══ Data for review ══

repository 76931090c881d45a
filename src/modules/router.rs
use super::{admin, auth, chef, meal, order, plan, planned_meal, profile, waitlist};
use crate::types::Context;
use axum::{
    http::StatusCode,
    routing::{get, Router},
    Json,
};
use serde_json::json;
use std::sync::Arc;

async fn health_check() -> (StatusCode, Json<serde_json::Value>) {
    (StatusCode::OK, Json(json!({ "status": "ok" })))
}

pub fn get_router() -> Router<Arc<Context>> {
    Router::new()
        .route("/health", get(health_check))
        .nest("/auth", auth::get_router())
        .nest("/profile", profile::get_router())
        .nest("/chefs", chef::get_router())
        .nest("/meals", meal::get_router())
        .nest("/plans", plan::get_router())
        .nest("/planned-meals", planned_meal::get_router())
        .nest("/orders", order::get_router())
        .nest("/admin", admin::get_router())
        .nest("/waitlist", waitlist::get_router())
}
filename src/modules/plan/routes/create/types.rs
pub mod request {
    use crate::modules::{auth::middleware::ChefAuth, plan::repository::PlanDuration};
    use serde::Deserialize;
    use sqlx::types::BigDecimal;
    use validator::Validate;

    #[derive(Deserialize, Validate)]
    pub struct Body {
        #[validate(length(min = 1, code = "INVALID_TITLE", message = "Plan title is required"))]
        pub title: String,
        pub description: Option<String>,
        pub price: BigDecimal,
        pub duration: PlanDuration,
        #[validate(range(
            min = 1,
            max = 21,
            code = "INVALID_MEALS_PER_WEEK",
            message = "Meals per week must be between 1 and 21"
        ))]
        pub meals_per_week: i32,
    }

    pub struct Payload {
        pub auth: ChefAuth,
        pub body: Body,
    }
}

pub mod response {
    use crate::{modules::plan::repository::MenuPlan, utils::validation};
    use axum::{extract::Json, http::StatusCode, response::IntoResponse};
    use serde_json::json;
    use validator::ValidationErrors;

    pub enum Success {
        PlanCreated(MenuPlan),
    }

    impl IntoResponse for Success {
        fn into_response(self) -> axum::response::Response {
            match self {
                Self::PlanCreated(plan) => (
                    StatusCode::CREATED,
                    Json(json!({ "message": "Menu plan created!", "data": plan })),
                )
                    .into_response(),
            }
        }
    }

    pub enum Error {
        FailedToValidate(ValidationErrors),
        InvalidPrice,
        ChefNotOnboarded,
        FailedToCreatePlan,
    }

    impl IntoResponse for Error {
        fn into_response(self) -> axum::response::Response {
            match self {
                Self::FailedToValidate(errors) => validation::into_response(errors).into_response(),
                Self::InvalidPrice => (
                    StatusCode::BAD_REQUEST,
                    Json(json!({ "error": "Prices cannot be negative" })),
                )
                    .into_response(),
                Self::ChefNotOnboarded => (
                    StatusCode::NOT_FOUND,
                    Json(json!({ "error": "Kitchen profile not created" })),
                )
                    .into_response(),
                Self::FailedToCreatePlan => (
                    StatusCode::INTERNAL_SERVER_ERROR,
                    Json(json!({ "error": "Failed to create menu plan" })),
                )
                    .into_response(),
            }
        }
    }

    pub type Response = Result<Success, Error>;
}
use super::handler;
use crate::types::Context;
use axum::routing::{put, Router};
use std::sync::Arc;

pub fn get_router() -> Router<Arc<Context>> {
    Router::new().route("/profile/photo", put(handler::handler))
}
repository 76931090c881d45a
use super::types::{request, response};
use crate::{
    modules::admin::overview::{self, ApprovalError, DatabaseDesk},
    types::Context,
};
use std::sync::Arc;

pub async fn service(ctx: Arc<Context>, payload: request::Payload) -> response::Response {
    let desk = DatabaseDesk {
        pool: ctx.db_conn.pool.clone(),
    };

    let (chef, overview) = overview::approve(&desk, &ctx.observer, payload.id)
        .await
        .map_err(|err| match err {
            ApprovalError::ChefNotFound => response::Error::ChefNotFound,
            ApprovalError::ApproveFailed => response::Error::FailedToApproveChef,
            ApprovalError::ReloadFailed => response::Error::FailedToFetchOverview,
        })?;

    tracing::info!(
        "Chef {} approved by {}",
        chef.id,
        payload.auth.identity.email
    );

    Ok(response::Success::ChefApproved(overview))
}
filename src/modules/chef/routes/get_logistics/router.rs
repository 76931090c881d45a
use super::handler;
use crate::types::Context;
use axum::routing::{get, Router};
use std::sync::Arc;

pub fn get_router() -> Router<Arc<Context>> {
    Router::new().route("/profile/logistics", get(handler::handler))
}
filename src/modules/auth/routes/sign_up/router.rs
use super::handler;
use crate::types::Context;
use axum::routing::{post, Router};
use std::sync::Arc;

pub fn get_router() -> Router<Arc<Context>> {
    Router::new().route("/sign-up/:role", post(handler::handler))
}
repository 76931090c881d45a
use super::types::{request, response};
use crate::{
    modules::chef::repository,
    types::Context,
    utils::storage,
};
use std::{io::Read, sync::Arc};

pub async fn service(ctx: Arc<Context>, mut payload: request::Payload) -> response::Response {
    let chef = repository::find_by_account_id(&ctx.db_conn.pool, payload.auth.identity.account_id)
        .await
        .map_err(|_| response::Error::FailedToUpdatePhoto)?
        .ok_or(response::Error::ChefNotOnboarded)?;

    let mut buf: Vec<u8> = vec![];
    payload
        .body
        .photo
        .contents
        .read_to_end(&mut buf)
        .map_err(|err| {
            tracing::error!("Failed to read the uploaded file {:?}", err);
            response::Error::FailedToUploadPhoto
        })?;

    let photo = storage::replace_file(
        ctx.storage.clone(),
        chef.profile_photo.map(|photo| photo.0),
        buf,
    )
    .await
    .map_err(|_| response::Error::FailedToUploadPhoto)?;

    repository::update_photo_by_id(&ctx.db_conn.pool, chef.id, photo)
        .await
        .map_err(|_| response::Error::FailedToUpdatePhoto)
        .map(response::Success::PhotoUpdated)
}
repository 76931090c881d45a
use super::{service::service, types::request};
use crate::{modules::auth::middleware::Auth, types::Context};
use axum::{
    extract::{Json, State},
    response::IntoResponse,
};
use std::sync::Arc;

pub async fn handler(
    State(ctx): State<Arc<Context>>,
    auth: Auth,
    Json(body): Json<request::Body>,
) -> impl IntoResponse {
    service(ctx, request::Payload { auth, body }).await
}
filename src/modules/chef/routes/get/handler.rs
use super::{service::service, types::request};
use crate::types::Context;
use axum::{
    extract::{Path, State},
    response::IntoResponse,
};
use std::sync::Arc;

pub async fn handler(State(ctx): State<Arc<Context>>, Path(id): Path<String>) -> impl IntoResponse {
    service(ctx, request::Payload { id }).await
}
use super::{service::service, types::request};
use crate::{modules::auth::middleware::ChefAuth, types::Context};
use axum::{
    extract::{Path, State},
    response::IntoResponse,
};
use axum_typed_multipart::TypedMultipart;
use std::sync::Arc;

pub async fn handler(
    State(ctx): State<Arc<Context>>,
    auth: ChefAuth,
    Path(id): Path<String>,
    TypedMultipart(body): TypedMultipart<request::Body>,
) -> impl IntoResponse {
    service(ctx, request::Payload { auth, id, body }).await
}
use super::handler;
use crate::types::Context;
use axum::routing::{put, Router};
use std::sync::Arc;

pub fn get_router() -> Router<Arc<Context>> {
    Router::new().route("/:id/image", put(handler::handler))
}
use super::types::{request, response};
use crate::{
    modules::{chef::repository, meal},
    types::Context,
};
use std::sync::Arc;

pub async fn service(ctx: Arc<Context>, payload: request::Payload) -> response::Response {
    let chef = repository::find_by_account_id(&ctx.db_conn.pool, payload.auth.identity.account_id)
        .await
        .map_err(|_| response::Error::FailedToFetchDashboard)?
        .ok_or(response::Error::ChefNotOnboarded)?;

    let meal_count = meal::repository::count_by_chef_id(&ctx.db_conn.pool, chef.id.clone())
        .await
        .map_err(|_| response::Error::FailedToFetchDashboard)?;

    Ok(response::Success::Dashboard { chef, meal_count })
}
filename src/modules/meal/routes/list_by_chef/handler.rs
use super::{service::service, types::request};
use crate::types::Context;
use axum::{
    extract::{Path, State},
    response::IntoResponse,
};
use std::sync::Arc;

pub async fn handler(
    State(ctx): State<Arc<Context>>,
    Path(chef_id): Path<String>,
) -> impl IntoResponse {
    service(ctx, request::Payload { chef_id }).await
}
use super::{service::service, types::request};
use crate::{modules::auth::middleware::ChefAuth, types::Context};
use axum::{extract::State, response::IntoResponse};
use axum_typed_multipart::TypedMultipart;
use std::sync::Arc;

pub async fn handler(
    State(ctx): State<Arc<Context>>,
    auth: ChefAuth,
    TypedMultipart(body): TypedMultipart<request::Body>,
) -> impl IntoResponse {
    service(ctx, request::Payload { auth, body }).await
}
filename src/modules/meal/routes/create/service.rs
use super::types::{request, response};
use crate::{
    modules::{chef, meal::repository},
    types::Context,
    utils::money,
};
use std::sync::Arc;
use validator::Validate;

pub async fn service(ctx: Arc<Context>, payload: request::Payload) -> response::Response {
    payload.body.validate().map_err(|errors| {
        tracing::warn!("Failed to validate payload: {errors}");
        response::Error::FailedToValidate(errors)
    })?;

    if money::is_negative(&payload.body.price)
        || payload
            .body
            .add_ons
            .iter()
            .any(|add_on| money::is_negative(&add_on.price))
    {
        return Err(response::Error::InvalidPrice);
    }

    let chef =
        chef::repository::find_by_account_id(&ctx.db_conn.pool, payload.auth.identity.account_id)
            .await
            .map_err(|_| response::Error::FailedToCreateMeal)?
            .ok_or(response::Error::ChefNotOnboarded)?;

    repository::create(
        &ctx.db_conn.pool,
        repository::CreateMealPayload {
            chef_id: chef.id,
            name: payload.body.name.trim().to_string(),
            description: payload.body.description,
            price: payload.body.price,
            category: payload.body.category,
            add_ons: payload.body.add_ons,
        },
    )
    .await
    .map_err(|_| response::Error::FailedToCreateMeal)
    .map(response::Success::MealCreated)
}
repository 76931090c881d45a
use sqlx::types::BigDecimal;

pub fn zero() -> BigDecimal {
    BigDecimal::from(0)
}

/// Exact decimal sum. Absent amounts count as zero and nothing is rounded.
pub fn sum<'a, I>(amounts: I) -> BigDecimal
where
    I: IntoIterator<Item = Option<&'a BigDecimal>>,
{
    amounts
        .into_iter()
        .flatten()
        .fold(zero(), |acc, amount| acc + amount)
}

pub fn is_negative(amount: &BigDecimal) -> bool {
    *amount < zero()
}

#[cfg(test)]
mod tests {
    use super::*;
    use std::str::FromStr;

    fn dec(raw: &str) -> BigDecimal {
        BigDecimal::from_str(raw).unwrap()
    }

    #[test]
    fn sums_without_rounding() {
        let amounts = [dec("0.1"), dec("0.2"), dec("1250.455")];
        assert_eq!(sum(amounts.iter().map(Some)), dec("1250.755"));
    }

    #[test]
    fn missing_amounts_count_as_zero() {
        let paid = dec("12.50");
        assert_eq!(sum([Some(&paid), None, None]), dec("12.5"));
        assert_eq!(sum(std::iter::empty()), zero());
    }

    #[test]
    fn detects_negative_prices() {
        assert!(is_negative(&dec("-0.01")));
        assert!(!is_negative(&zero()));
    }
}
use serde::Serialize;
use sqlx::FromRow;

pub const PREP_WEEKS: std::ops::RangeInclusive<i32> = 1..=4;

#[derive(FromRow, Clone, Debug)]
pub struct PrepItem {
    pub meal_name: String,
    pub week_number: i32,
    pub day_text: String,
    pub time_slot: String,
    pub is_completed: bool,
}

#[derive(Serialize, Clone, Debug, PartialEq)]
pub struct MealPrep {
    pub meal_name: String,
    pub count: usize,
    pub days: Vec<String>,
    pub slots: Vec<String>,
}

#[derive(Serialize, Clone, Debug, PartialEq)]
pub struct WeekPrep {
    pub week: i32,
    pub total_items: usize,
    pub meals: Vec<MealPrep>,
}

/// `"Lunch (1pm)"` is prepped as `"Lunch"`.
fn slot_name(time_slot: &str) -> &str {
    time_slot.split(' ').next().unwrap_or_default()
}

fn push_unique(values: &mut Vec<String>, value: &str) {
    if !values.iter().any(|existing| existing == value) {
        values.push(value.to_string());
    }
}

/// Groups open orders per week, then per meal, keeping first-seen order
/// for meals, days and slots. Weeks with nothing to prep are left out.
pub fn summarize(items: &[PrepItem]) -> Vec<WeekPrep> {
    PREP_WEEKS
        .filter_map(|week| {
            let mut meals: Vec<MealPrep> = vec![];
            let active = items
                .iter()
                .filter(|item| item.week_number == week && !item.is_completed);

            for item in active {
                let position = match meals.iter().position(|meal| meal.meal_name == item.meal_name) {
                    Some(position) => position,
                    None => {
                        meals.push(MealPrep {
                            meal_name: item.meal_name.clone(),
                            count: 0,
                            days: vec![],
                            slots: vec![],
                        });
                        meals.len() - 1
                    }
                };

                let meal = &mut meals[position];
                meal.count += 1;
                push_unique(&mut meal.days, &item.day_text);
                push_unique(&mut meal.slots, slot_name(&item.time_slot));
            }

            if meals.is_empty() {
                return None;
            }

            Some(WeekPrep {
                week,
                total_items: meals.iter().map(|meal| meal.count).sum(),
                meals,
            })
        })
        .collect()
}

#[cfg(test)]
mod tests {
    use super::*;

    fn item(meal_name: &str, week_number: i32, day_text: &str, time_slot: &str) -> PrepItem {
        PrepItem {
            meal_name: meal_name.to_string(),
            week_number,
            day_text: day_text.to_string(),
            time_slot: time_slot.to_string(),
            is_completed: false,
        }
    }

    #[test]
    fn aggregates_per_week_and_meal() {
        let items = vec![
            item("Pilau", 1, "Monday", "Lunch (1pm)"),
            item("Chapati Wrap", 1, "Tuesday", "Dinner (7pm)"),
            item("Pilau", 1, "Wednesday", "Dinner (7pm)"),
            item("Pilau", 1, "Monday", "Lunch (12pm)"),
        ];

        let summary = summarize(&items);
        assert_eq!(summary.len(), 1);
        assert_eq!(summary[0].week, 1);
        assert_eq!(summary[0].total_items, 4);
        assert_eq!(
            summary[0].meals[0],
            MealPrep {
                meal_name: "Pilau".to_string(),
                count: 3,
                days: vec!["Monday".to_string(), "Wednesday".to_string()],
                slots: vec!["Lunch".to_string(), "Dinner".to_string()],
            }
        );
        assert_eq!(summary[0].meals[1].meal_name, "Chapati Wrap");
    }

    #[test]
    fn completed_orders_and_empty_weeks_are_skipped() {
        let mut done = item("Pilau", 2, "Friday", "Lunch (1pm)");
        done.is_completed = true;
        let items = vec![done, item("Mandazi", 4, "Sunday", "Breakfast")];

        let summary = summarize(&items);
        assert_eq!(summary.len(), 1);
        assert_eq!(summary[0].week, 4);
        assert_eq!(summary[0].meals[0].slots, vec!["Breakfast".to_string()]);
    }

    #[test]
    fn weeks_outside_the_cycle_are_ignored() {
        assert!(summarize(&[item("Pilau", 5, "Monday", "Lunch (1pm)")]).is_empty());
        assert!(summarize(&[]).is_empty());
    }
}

═══

Each line above from the one with "is prepped as" up to and including the one with "if !values.iter().any(|existing| existing" must be set down exactly, and no line outside that span may appear.

/// `"Lunch (1pm)"` is prepped as `"Lunch"`.
fn slot_name(time_slot: &str) -> &str {
    time_slot.split(' ').next().unwrap_or_default()
}

fn push_unique(values: &mut Vec<String>, value: &str) {
    if !values.iter().any(|existing| existing == value) {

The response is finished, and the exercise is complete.